-- Supplied entries follows --
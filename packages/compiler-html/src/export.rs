//! Static export pipeline
//!
//! ```text
//! canonical JSON ─→ Document ─→ baseline tree ─→ transforms ─→ printer
//!                                                               │
//!            <link> + <div class="notes-static">…</div> + <script>
//! ```
//!
//! Any failure along the way yields [`ExportOutcome::Fallback`]; partial HTML
//! is never returned.

use crate::dom::{HtmlElement, HtmlNode};
use crate::error::ExportError;
use crate::generator::generate;
use crate::printer::{print_html, PrintOptions};
use crate::transforms::TransformEngine;
use cyclenotes_document::serializer::{from_value, META_FIELD};
use cyclenotes_document::{markers, AttributionRecord, Document, KeyGenerator};
use serde::Serialize;
use serde_json::Value;
use tracing::{debug, instrument, warn};

pub const STATIC_ROOT_CLASS: &str = "notes-static";

/// Options for static export
#[derive(Debug, Clone)]
pub struct ExportOptions {
    /// Stylesheet linked ahead of the exported markup
    pub stylesheet_href: String,
    /// Hashtag links point at `{tag_base_path}/{tag}`
    pub tag_base_path: String,
    pub pretty: bool,
    pub indent: String,
}

impl Default for ExportOptions {
    fn default() -> Self {
        Self {
            stylesheet_href: "/static/notes-export.css".to_string(),
            tag_base_path: "/tags".to_string(),
            pretty: false,
            indent: "  ".to_string(),
        }
    }
}

impl ExportOptions {
    fn print_options(&self) -> PrintOptions {
        PrintOptions {
            pretty: self.pretty,
            indent: self.indent.clone(),
        }
    }
}

/// Who last edited a block, for display next to the export
#[derive(Debug, Clone, PartialEq, Serialize)]
pub struct AttributionSummary {
    pub key: String,
    pub name: String,
    pub at: Option<String>,
}

impl AttributionSummary {
    fn from_record(key: impl Into<String>, record: &AttributionRecord) -> Self {
        Self {
            key: key.into(),
            name: record.editor_name().unwrap_or("Unknown").to_string(),
            at: record.edited_at_iso(),
        }
    }
}

#[derive(Debug, Clone)]
pub struct StaticExport {
    pub html: String,
    /// The printed tree; hydration mounts onto this
    pub tree: Vec<HtmlNode>,
    pub attributions_summary: Vec<AttributionSummary>,
}

#[derive(Debug)]
pub struct ExportFallback {
    pub error: ExportError,
    pub attributions_summary: Vec<AttributionSummary>,
}

#[derive(Debug)]
pub enum ExportOutcome {
    Exported(StaticExport),
    Fallback(ExportFallback),
}

impl ExportOutcome {
    pub fn is_exported(&self) -> bool {
        matches!(self, ExportOutcome::Exported(_))
    }

    pub fn attributions_summary(&self) -> &[AttributionSummary] {
        match self {
            ExportOutcome::Exported(export) => &export.attributions_summary,
            ExportOutcome::Fallback(fallback) => &fallback.attributions_summary,
        }
    }
}

/// Export canonical JSON to static HTML
#[instrument(skip_all, fields(bytes = canonical_json.len()))]
pub fn export_static(canonical_json: &str, options: &ExportOptions) -> ExportOutcome {
    let value = match serde_json::from_str::<Value>(canonical_json) {
        Ok(value) => value,
        Err(err) => {
            return fallback(ExportError::Deserialize(err.into()), Vec::new());
        }
    };

    let meta_summary = meta_attributions(&value);
    let document = match from_value(value, KeyGenerator::new()) {
        Ok(document) => document,
        Err(err) => return fallback(err.into(), meta_summary),
    };

    let node_summary = node_attributions(&document);
    let attributions_summary = if node_summary.is_empty() {
        meta_summary
    } else {
        node_summary
    };

    match render(&document, canonical_json, options) {
        Ok(tree) => {
            let html = print_html(&tree, &options.print_options());
            debug!(html_bytes = html.len(), "Static export complete");
            ExportOutcome::Exported(StaticExport {
                html,
                tree,
                attributions_summary,
            })
        }
        Err(err) => fallback(err, attributions_summary),
    }
}

fn fallback(error: ExportError, attributions_summary: Vec<AttributionSummary>) -> ExportOutcome {
    warn!(error = %error, "Static export failed; falling back to read-only editor");
    ExportOutcome::Fallback(ExportFallback {
        error,
        attributions_summary,
    })
}

fn render(
    document: &Document,
    canonical_json: &str,
    options: &ExportOptions,
) -> Result<Vec<HtmlNode>, ExportError> {
    let mut content = generate(document)?;
    TransformEngine::new().run(&mut content, options)?;

    Ok(vec![
        HtmlElement::new("link")
            .with_attr("rel", "stylesheet")
            .with_attr("href", options.stylesheet_href.as_str())
            .into(),
        HtmlElement::new("div")
            .with_class(STATIC_ROOT_CLASS)
            .with_children(content)
            .into(),
        embedded_json_script(canonical_json).into(),
    ])
}

/// `<script type="application/lexical+json">` carrying the canonical JSON
pub fn embedded_json_script(canonical_json: &str) -> HtmlElement {
    HtmlElement::new("script")
        .with_attr("type", markers::EMBEDDED_JSON_TYPE)
        .with_child(HtmlNode::Raw(canonical_json.replace("</", "<\\/")))
}

fn node_attributions(document: &Document) -> Vec<AttributionSummary> {
    let mut summary = Vec::new();
    document.walk(&mut |node| {
        if let Some(record) = node.attribution.as_ref().filter(|r| !r.is_empty()) {
            summary.push(AttributionSummary::from_record(node.key.as_str(), record));
        }
    });
    summary
}

fn meta_attributions(value: &Value) -> Vec<AttributionSummary> {
    let Some(attributions) = value
        .get(META_FIELD)
        .and_then(|meta| meta.get("attributions"))
        .and_then(Value::as_object)
    else {
        return Vec::new();
    };

    attributions
        .iter()
        .filter_map(|(key, raw)| {
            let record = AttributionRecord::from_value(raw)?;
            (!record.is_empty()).then(|| AttributionSummary::from_record(key.as_str(), &record))
        })
        .collect()
}
impl Mutation {
    /// Key of the existing node this mutation targets (`None` for inserts)
    pub fn target(&self) -> Option<&NodeKey> {
        match self {
            Mutation::InsertNode { .. } => None,
            Mutation::RemoveNode { key }
            | Mutation::MoveNode { key, .. }
            | Mutation::UpdateText { key, .. }
            | Mutation::SetTextFormat { key, .. }
            | Mutation::SetChecked { key, .. }
            | Mutation::SetDateTime { key, .. }
            | Mutation::AddPollOption { key, .. }
            | Mutation::TogglePollVote { key, .. } => Some(key),
        }
    }

    /// Apply mutation to the document with validation
    pub fn apply(&self, doc: &mut Document) -> Result<MutationResult, MutationError> {
        self.validate(doc)?;

        match self {
            Mutation::InsertNode {
                parent,
                index,
                node,
            } => {
                let key = doc
                    .insert(parent.as_ref(), *index, node.clone())
                    .map_err(from_document_error)?;
                Ok(MutationResult::touched(&key))
            }

            Mutation::RemoveNode { key } => {
                doc.remove(key)
                    .ok_or_else(|| MutationError::NodeNotFound(key.clone()))?;
                Ok(MutationResult::touched(key))
            }

            Mutation::MoveNode {
                key,
                new_parent,
                index,
            } => {
                doc.move_node(key, new_parent.as_ref(), *index)
                    .map_err(from_document_error)?;
                Ok(MutationResult::touched(key))
            }

            Mutation::UpdateText { key, content } => {
                if let NodeKind::Text(run) = &mut node_mut(doc, key)?.kind {
                    run.text = content.clone();
                }
                Ok(MutationResult::touched(key))
            }

            Mutation::SetTextFormat { key, format } => {
                if let NodeKind::Text(run) = &mut node_mut(doc, key)?.kind {
                    run.format = *format;
                }
                Ok(MutationResult::touched(key))
            }

            Mutation::SetChecked { key, checked } => {
                match &mut node_mut(doc, key)?.kind {
                    NodeKind::ChecklistItem { checked: current, .. } => *current = *checked,
                    NodeKind::ListItem { checked: current, .. } => *current = Some(*checked),
                    _ => {}
                }
                Ok(MutationResult::touched(key))
            }

            Mutation::SetDateTime { key, raw } => {
                if let NodeKind::DateTime(value) = &mut node_mut(doc, key)?.kind {
                    *value = DateTimeValue::parse(raw.as_str());
                }
                Ok(MutationResult::touched(key))
            }

            Mutation::AddPollOption { key, text } => {
                let uid = doc.next_uid();
                if let NodeKind::Poll(poll) = &mut node_mut(doc, key)?.kind {
                    poll.options.push(PollOption::new(uid, text.trim()));
                }
                Ok(MutationResult::touched(key))
            }

            Mutation::TogglePollVote {
                key,
                option_uid,
                voter,
            } => {
                let voted = match &mut node_mut(doc, key)?.kind {
                    NodeKind::Poll(poll) => poll.toggle_vote(option_uid, voter),
                    _ => None,
                };
                let voted =
                    voted.ok_or_else(|| MutationError::UnknownPollOption(option_uid.clone()))?;
                Ok(MutationResult {
                    key: key.clone(),
                    voted: Some(voted),
                })
            }
        }
    }

    /// Validate without applying
    pub fn validate(&self, doc: &Document) -> Result<(), MutationError> {
        match self {
            Mutation::InsertNode { parent, node, .. } => {
                match parent {
                    Some(parent_key) => {
                        let parent = doc
                            .find(parent_key)
                            .ok_or_else(|| MutationError::ParentNotFound(parent_key.clone()))?;
                        if parent.children().is_none() {
                            return Err(MutationError::InvalidStructure(format!(
                                "{} cannot have children",
                                parent.type_name()
                            )));
                        }
                    }
                    None => {
                        if let Some(node_type) = node.node_type() {
                            if !node_type.is_block() {
                                return Err(MutationError::InvalidStructure(format!(
                                    "{} cannot be a top-level block",
                                    node_type
                                )));
                            }
                        }
                    }
                }
                Ok(())
            }

            Mutation::RemoveNode { key } => {
                find(doc, key)?;
                Ok(())
            }

            Mutation::MoveNode {
                key, new_parent, ..
            } => {
                let node = find(doc, key)?;
                if let Some(parent_key) = new_parent {
                    let parent = doc
                        .find(parent_key)
                        .ok_or_else(|| MutationError::ParentNotFound(parent_key.clone()))?;
                    if node.contains(parent_key) {
                        return Err(MutationError::CycleDetected);
                    }
                    if parent.children().is_none() {
                        return Err(MutationError::InvalidStructure(format!(
                            "{} cannot have children",
                            parent.type_name()
                        )));
                    }
                }
                Ok(())
            }

            Mutation::UpdateText { key, .. } | Mutation::SetTextFormat { key, .. } => {
                expect_kind(doc, key, "text", |kind| matches!(kind, NodeKind::Text(_)))
            }

            Mutation::SetChecked { key, .. } => expect_kind(doc, key, "checklist-item", |kind| {
                matches!(
                    kind,
                    NodeKind::ChecklistItem { .. } | NodeKind::ListItem { checked: Some(_), .. }
                )
            }),

            Mutation::SetDateTime { key, .. } => {
                expect_kind(doc, key, "datetime", |kind| matches!(kind, NodeKind::DateTime(_)))
            }

            Mutation::AddPollOption { key, text } => {
                expect_kind(doc, key, "poll", |kind| matches!(kind, NodeKind::Poll(_)))?;
                if text.trim().is_empty() {
                    return Err(MutationError::EmptyOptionText);
                }
                Ok(())
            }

            Mutation::TogglePollVote {
                key, option_uid, ..
            } => match &find(doc, key)?.kind {
                NodeKind::Poll(poll) if poll.option(option_uid).is_some() => Ok(()),
                NodeKind::Poll(_) => Err(MutationError::UnknownPollOption(option_uid.clone())),
                other => Err(wrong_kind(key, "poll", other)),
            },
        }
    }
}
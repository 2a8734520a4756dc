use criterion::{black_box, criterion_group, criterion_main, Criterion};
use cyclenotes_compiler_html::{export_static, parse_fragment, ExportOptions, ExportOutcome, Hydrator};
use cyclenotes_document::{serialize, Document, ListType, Node, Poll, PollOption};

fn service_log(blocks: usize) -> String {
    let mut nodes = Vec::new();
    for i in 0..blocks {
        nodes.push(Node::paragraph(vec![
            Node::text(format!("Visit {}: adjusted derailleur for ", i)),
            Node::mention("Rosa"),
            Node::text(" "),
            Node::hashtag("drivetrain"),
            Node::text(" on "),
            Node::datetime("2024-06-01 10:30"),
        ]));
        nodes.push(Node::list(
            ListType::Check,
            vec![
                Node::checklist_item(true, vec![Node::text("Clean chain")]),
                Node::checklist_item(false, vec![Node::text("Replace cable")]),
            ],
        ));
    }
    nodes.push(Node::poll(Poll::new(
        "Offer winter tune-ups?",
        vec![PollOption::new("y", "Yes"), PollOption::new("n", "No")],
    )));

    serialize(&Document::from_nodes(nodes)).unwrap()
}

fn export_small_note(c: &mut Criterion) {
    let json = service_log(1);
    let options = ExportOptions::default();

    c.bench_function("export_small_note", |b| {
        b.iter(|| export_static(black_box(&json), &options))
    });
}

fn export_large_note(c: &mut Criterion) {
    let json = service_log(200);
    let options = ExportOptions::default();

    c.bench_function("export_large_note", |b| {
        b.iter(|| export_static(black_box(&json), &options))
    });
}

fn hydrate_exported_html(c: &mut Criterion) {
    let json = service_log(50);
    let html = match export_static(&json, &ExportOptions::default()) {
        ExportOutcome::Exported(export) => export.html,
        ExportOutcome::Fallback(fallback) => panic!("export failed: {}", fallback.error),
    };

    c.bench_function("hydrate_exported_html", |b| {
        b.iter(|| {
            let mut nodes = parse_fragment(black_box(&html));
            Hydrator::new().hydrate(&mut nodes)
        })
    });
}

criterion_group!(
    benches,
    export_small_note,
    export_large_note,
    hydrate_exported_html
);
criterion_main!(benches);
-- Supplied entries concluded --
What this task involves ::
If a line in the data holds the string "false", copy that line.

Response box ::
            pretty: false,
                Node::checklist_item(false, vec![Node::text("Replace cable")]),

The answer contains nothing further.